Dáil debates

Wednesday, 22 June 2022

Ceisteanna ó Cheannairí - Leaders' Questions

 

12:12 pm

Photo of Peadar TóibínPeadar Tóibín (Meath West, Aontú) | Oireachtas source

In its first ever inspection of hospital overcrowding, the Health Information and Quality Authority, HIQA, found that there was a risk of a grossly overcrowded emergency department in University Hospital Limerick. It found that one of the patients was waiting on a trolley for five days and that people were travelling from the mid-west to Dublin to access accident and emergency departments. Emergency departments have record levels of waiting times, with most people waiting for roughly 13 hours. Older people are waiting 19 hours for admission into accident and emergency departments. Patients in Tallaght University Hospital are waiting 24 and a half hours for admission and there were 8,600 people on trolleys in May. The Mater Misericordiae University Hospital and the Midland Regional Hospital, Mullingar have told patients not to come near them because they are under such pressure with overcrowding.

According to the Irish Association of Emergency Medicine, up to 350 people are dying annually due to overcrowding in this State.

According to a response I received from the Minister for Health to a parliamentary question, there has been a jump from 79,000 to 105,000 adverse incidents taking place in hospitals across the country. That is a jump of 32% of people who have suffered ill health as a result of mistakes happening in hospitals. Extreme incidents have risen from 373 cases to 579 and include death and incapacity. These are happening because of the massive fact that overcrowding is gripping our hospitals. Why? It is because of the lack of capacity.
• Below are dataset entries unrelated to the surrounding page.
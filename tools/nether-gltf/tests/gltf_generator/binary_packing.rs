//! Binary buffer packing and GLB framing for generated documents.

use serde_json::{json, Value};

pub const FLOAT: u32 = 5126;
pub const UNSIGNED_SHORT: u32 = 5123;
pub const UNSIGNED_BYTE: u32 = 5121;

/// One binary buffer plus the bufferViews and accessors addressing it
#[derive(Default)]
pub struct BufferBuilder {
    data: Vec<u8>,
    views: Vec<Value>,
    accessors: Vec<Value>,
}

impl BufferBuilder {
    pub fn new() -> Self {
        Self::default()
    }

    /// Align to 4 bytes (required for float data)
    fn align_buffer(&mut self) {
        while self.data.len() % 4 != 0 {
            self.data.push(0);
        }
    }

    /// Append bytes as a new bufferView
    pub fn view(&mut self, bytes: &[u8]) -> usize {
        self.align_buffer();
        let offset = self.data.len();
        self.data.extend_from_slice(bytes);
        self.views.push(json!({
            "buffer": 0,
            "byteOffset": offset,
            "byteLength": bytes.len()
        }));
        self.views.len() - 1
    }

    /// Add an accessor; `extra` is merged into the accessor object
    pub fn accessor(
        &mut self,
        view: Option<usize>,
        component_type: u32,
        ty: &str,
        count: usize,
        extra: Value,
    ) -> usize {
        let mut accessor = json!({
            "componentType": component_type,
            "type": ty,
            "count": count
        });
        if let Some(view) = view {
            accessor["bufferView"] = json!(view);
        }
        if let (Value::Object(map), Value::Object(extra)) = (&mut accessor, extra) {
            map.extend(extra);
        }
        self.accessors.push(accessor);
        self.accessors.len() - 1
    }

    pub fn scalars(&mut self, values: &[f32]) -> usize {
        let view = self.view(bytemuck::cast_slice(values));
        let min = values.iter().copied().fold(f32::INFINITY, f32::min);
        let max = values.iter().copied().fold(f32::NEG_INFINITY, f32::max);
        self.accessor(
            Some(view),
            FLOAT,
            "SCALAR",
            values.len(),
            json!({"min": [min], "max": [max]}),
        )
    }

    pub fn vec2(&mut self, values: &[[f32; 2]]) -> usize {
        let view = self.view(bytemuck::cast_slice(values));
        self.accessor(Some(view), FLOAT, "VEC2", values.len(), json!({}))
    }

    /// VEC3 floats with min/max bounds, as POSITION requires
    pub fn vec3(&mut self, values: &[[f32; 3]]) -> usize {
        let view = self.view(bytemuck::cast_slice(values));
        let mut min = [f32::INFINITY; 3];
        let mut max = [f32::NEG_INFINITY; 3];
        for v in values {
            for i in 0..3 {
                min[i] = min[i].min(v[i]);
                max[i] = max[i].max(v[i]);
            }
        }
        self.accessor(
            Some(view),
            FLOAT,
            "VEC3",
            values.len(),
            json!({"min": min, "max": max}),
        )
    }

    pub fn vec4(&mut self, values: &[[f32; 4]]) -> usize {
        let view = self.view(bytemuck::cast_slice(values));
        self.accessor(Some(view), FLOAT, "VEC4", values.len(), json!({}))
    }

    pub fn joints(&mut self, values: &[[u8; 4]]) -> usize {
        let view = self.view(bytemuck::cast_slice(values));
        self.accessor(Some(view), UNSIGNED_BYTE, "VEC4", values.len(), json!({}))
    }

    pub fn mat4(&mut self, values: &[[f32; 16]]) -> usize {
        let view = self.view(bytemuck::cast_slice(values));
        self.accessor(Some(view), FLOAT, "MAT4", values.len(), json!({}))
    }

    pub fn indices(&mut self, values: &[u16]) -> usize {
        let view = self.view(bytemuck::cast_slice(values));
        self.accessor(Some(view), UNSIGNED_SHORT, "SCALAR", values.len(), json!({}))
    }

    /// Wrap `root` and the packed buffer into a GLB container
    ///
    /// The root's `buffers`, `bufferViews` and `accessors` are replaced by the
    /// ones built here.
    pub fn into_glb(mut self, mut root: Value) -> Vec<u8> {
        self.align_buffer();
        root["buffers"] = json!([{"byteLength": self.data.len()}]);
        root["bufferViews"] = Value::Array(self.views);
        root["accessors"] = Value::Array(self.accessors);

        let json = serde_json::to_vec(&root).expect("Failed to serialize JSON");
        let chunks = [
            glb_chunk(CHUNK_JSON, &json, b' '),
            glb_chunk(CHUNK_BIN, &self.data, 0),
        ];
        let total_length = 12 + chunks.iter().map(Vec::len).sum::<usize>();

        let mut glb = Vec::with_capacity(total_length);
        glb.extend_from_slice(b"glTF");
        glb.extend_from_slice(&2u32.to_le_bytes());
        glb.extend_from_slice(&(total_length as u32).to_le_bytes());
        for chunk in &chunks {
            glb.extend_from_slice(chunk);
        }
        glb
    }
}

const CHUNK_JSON: u32 = 0x4E4F534A;
const CHUNK_BIN: u32 = 0x004E4942;

/// Length, type and payload, padded to 4 bytes with `pad`
fn glb_chunk(kind: u32, payload: &[u8], pad: u8) -> Vec<u8> {
    let padded = payload.len().next_multiple_of(4);
    let mut chunk = Vec::with_capacity(8 + padded);
    chunk.extend_from_slice(&(padded as u32).to_le_bytes());
    chunk.extend_from_slice(&kind.to_le_bytes());
    chunk.extend_from_slice(payload);
    chunk.resize(8 + padded, pad);
    chunk
}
We have seen the number of hospital beds fall from 20,000 to 14,000 and the number of ICU beds is 200 fewer than even the HSE states there should be.

If one tries to register for a GP in counties like Meath at the moment, one cannot get such a registration for love nor money. If one has a GP, it will take a fortnight to get access to an appointment. So far this year, 400 doctors have emigrated to Australia. The health service is a disaster and a car crash and it is happening under the Minister's watch.

What is the response of the HSE? It states it wants to close Navan accident and emergency and five ICU beds that go with it, and send the 25,000 patients to a queue in nearby hospitals to wait for hours for life and death treatment. One does not have to be Einstein to work out the response to overcrowding is more capacity, not less.

The man in charge of the HSE, Paul Reid, is paid €411,000 per year. The number of people in the HSE paid more than €410,000 has doubled in a short period of time. Now we hear the Government will give a 10% to 15% pay increase to public servants earning this amount of money. Is there no level of productivity related to the amount people get paid? Is there no link between the outcomes of people's work and the amount they get paid in the HSE? How can the Government proceed with pay increases to these civil servants at a time when we have such a crisis in the health service?